If we are seeking sustainability, we must focus on the concrete

Unquestionably, in the coming years, the survival of the human species on earth will be greatly influenced by the rational use of natural resources; which will require a change in mentality and strategies from the construction industry.

Therefore, sustainability is an expression of social responsibility that has to do with saving non-renewable natural resources, with respect for the environment and that is applied over time. Global warming due to the emission of CO2, increasing landfill sizes, and pollutions are the result of these impacts. Rising population density and increasing demand for concrete have exacerbated the situation. Thus, it is required to go for sustainable concrete construction practices.

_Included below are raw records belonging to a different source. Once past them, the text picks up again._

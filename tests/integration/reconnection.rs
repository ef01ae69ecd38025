//! End-to-end reconnection scenario: a disconnect is detected, the adapter is retried until it
//! accepts `connect()`, and every previously monitored item is recreated afterward.

use std::{sync::Arc, time::Duration};

use opcua_bridge_cache::{bridge::Bridge, config::Config, node_id::NodeId, test_support::MockOpcAdapter};

fn node(id: &str) -> NodeId {
	NodeId::parse(id).unwrap()
}

#[tokio::test]
async fn reconnection_recovers_every_monitored_item() {
	let adapter = Arc::new(MockOpcAdapter::new());
	let config = Config::builder()
		.connection_initial_delay(Duration::from_millis(1))
		.connection_max_delay(Duration::from_millis(5))
		.build()
		.unwrap();
	let bridge = Arc::new(Bridge::builder(adapter.clone(), config).build());

	bridge.subscribe(&node("ns=2;s=A")).await.unwrap();
	bridge.subscribe(&node("ns=2;s=B")).await.unwrap();

	assert_eq!(bridge.subscription_stats().await.total_monitored_items, 2);

	adapter.set_connected(false);
	bridge.start().await;

	for _ in 0..100 {
		if bridge.reconnection_stats().successful_reconnections >= 1 {
			break;
		}
		tokio::time::sleep(Duration::from_millis(10)).await;
	}

	assert_eq!(bridge.reconnection_stats().successful_reconnections, 1);
	assert_eq!(bridge.reconnection_stats().successful_subscription_recoveries, 2);

	bridge.stop().await;
}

Concrete is the most widely used synthetic material in the world but also one of the most environmentally unfriendly. Its manufacture alone is responsible for about 5% of global carbon dioxide (CO2) emissions. The effect of concrete is taking place in different stages from the extraction of the raw material until the end of structure life.  In fact, the International Energy Agency (IEA) estimates that for every kilogram of cement produced, around the same amount of CO2 is released into the atmosphere.

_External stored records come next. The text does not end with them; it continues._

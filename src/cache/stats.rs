//! Lock-free counters backing [`Cache::stats`](super::Cache::stats).

use std::sync::atomic::{AtomicU64, Ordering};

/// Point-in-time snapshot of [`CacheStats`].
#[derive(Clone, Copy, Debug, Default, serde::Serialize)]
pub struct CacheSnapshot {
	/// Number of entries currently held.
	pub entries: usize,
	/// Entries with `has_subscription == true`.
	pub subscribed_entries: usize,
	/// `Get*` calls that found an entry.
	pub hits: u64,
	/// `Get*` calls that found nothing.
	pub misses: u64,
	/// Classification lookups that returned FRESH.
	pub fresh: u64,
	/// Classification lookups that returned STALE.
	pub stale: u64,
	/// Classification lookups that returned EXPIRED (including missing entries).
	pub expired: u64,
	/// Entries removed by LRU or memory-pressure eviction.
	pub evicted: u64,
	/// Eviction passes that found every candidate entry subscribed and evicted nothing.
	pub pressure_unrelieved: u64,
	/// Estimated memory footprint in bytes.
	pub memory_usage_bytes: usize,
}
impl CacheSnapshot {
	/// `hits / (hits + misses)`, or `0.0` when there have been no lookups yet.
	pub fn hit_ratio(&self) -> f64 {
		let total = self.hits + self.misses;

		if total == 0 { 0.0 } else { self.hits as f64 / total as f64 }
	}
}

/// Atomic counters mirroring the reference implementation's `CacheStats`.
#[derive(Debug, Default)]
pub struct CacheStats {
	hits: AtomicU64,
	misses: AtomicU64,
	fresh: AtomicU64,
	stale: AtomicU64,
	expired: AtomicU64,
	evicted: AtomicU64,
	pressure_unrelieved: AtomicU64,
}
impl CacheStats {
	pub(super) fn record_hit(&self) {
		self.hits.fetch_add(1, Ordering::Relaxed);
	}

	pub(super) fn record_miss(&self) {
		self.misses.fetch_add(1, Ordering::Relaxed);
	}

	pub(super) fn record_freshness(&self, freshness: super::Freshness) {
		let counter = match freshness {
			super::Freshness::Fresh => &self.fresh,
			super::Freshness::Stale => &self.stale,
			super::Freshness::Expired => &self.expired,
		};

		counter.fetch_add(1, Ordering::Relaxed);
	}

	pub(super) fn record_evicted(&self, count: u64) {
		self.evicted.fetch_add(count, Ordering::Relaxed);
	}

	pub(super) fn record_pressure_unrelieved(&self) {
		self.pressure_unrelieved.fetch_add(1, Ordering::Relaxed);
	}

	pub(super) fn snapshot(&self, entries: usize, subscribed_entries: usize, memory_usage_bytes: usize) -> CacheSnapshot {
		CacheSnapshot {
			entries,
			subscribed_entries,
			hits: self.hits.load(Ordering::Relaxed),
			misses: self.misses.load(Ordering::Relaxed),
			fresh: self.fresh.load(Ordering::Relaxed),
			stale: self.stale.load(Ordering::Relaxed),
			expired: self.expired.load(Ordering::Relaxed),
			evicted: self.evicted.load(Ordering::Relaxed),
			pressure_unrelieved: self.pressure_unrelieved.load(Ordering::Relaxed),
			memory_usage_bytes,
		}
	}
}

Concrete is a construction material that is basically constituted by the mixture of aggregates, cement, and water, and on some occasions, it also includes components such as additives and additions to improve, change or promote new properties. This material has been known since ancient times and is still used successfully today for its many advantages and applications. At present, there are massive, reinforced, precast, prestressed concrete, and many more, but little is known about and uses sustainable concrete.

BIO-CONCRETE – Development of a bacteria-based self-healing concrete

At the Technical University of Delft, in the Netherlands, Henk Jonkers have developed bio-concrete, a material that is literally alive and that can regenerate the wear and tear of buildings.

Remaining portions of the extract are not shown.